> [WORK ORDER] Return each line of the records holding the string "chars".

Collected data entries
• • • •
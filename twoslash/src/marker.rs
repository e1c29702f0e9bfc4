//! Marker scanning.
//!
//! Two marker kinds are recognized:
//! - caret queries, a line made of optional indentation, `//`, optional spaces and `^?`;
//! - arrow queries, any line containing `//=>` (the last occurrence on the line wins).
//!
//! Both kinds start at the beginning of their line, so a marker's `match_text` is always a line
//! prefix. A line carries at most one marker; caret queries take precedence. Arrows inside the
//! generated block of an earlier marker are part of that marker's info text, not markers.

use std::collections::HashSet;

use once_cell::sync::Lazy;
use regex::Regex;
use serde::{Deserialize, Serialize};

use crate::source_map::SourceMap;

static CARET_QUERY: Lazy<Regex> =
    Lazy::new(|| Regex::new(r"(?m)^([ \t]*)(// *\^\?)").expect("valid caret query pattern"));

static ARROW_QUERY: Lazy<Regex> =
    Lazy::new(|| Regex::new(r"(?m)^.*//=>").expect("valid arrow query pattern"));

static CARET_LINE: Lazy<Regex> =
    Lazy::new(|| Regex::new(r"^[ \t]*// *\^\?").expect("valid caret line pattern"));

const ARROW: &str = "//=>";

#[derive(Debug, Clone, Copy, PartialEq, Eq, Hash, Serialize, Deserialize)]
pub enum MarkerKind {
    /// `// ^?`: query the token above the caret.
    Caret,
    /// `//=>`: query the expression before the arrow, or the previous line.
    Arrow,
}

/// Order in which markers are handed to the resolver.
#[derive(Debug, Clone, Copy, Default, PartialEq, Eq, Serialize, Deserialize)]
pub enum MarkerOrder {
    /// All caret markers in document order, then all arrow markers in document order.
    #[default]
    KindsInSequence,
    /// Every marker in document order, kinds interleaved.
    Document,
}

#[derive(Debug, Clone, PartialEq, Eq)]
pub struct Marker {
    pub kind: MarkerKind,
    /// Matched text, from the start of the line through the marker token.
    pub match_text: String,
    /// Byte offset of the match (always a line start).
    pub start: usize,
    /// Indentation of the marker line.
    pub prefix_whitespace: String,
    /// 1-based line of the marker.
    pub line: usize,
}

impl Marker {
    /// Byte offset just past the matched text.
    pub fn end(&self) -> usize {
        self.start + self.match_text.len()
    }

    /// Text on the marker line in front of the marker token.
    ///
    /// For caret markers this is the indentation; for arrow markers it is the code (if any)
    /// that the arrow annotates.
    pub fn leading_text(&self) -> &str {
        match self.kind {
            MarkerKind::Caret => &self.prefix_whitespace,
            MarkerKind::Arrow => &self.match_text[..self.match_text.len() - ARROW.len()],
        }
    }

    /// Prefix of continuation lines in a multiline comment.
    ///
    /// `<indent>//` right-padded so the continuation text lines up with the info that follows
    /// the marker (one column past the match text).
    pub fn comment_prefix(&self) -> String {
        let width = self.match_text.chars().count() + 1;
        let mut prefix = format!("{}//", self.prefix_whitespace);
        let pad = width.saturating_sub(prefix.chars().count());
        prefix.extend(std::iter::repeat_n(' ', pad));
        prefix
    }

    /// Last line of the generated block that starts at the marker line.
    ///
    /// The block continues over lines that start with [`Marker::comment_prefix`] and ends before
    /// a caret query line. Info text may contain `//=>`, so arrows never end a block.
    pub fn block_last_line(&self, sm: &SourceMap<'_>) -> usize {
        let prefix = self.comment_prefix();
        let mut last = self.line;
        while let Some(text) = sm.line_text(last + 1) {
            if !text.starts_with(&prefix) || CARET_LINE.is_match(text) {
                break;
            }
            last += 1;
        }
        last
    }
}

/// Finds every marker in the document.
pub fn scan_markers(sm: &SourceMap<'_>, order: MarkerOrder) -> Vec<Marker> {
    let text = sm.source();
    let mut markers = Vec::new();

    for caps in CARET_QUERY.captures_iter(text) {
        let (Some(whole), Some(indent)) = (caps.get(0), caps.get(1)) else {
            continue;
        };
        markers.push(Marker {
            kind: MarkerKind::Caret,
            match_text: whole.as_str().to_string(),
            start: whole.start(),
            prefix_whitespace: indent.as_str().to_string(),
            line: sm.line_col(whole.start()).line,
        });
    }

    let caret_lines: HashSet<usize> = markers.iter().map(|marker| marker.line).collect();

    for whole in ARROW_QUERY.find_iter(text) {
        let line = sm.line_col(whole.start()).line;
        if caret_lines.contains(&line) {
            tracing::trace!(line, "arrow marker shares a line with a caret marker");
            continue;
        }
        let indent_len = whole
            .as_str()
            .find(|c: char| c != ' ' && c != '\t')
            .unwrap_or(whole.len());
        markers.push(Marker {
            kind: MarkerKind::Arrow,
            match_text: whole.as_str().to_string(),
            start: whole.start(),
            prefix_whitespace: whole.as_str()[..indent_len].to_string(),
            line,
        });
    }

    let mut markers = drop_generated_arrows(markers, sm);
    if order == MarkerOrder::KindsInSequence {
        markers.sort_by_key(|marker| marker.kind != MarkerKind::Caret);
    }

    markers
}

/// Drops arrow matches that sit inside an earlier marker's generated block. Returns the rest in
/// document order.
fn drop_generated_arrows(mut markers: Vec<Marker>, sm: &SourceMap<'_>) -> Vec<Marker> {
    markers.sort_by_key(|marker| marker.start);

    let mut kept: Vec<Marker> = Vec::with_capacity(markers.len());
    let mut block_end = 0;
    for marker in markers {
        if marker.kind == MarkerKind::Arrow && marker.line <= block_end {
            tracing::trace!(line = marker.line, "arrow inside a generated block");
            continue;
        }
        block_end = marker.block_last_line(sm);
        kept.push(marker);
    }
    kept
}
• • • •
> [TASK SOLUTION]
        let width = self.match_text.chars().count() + 1;
        let pad = width.saturating_sub(prefix.chars().count());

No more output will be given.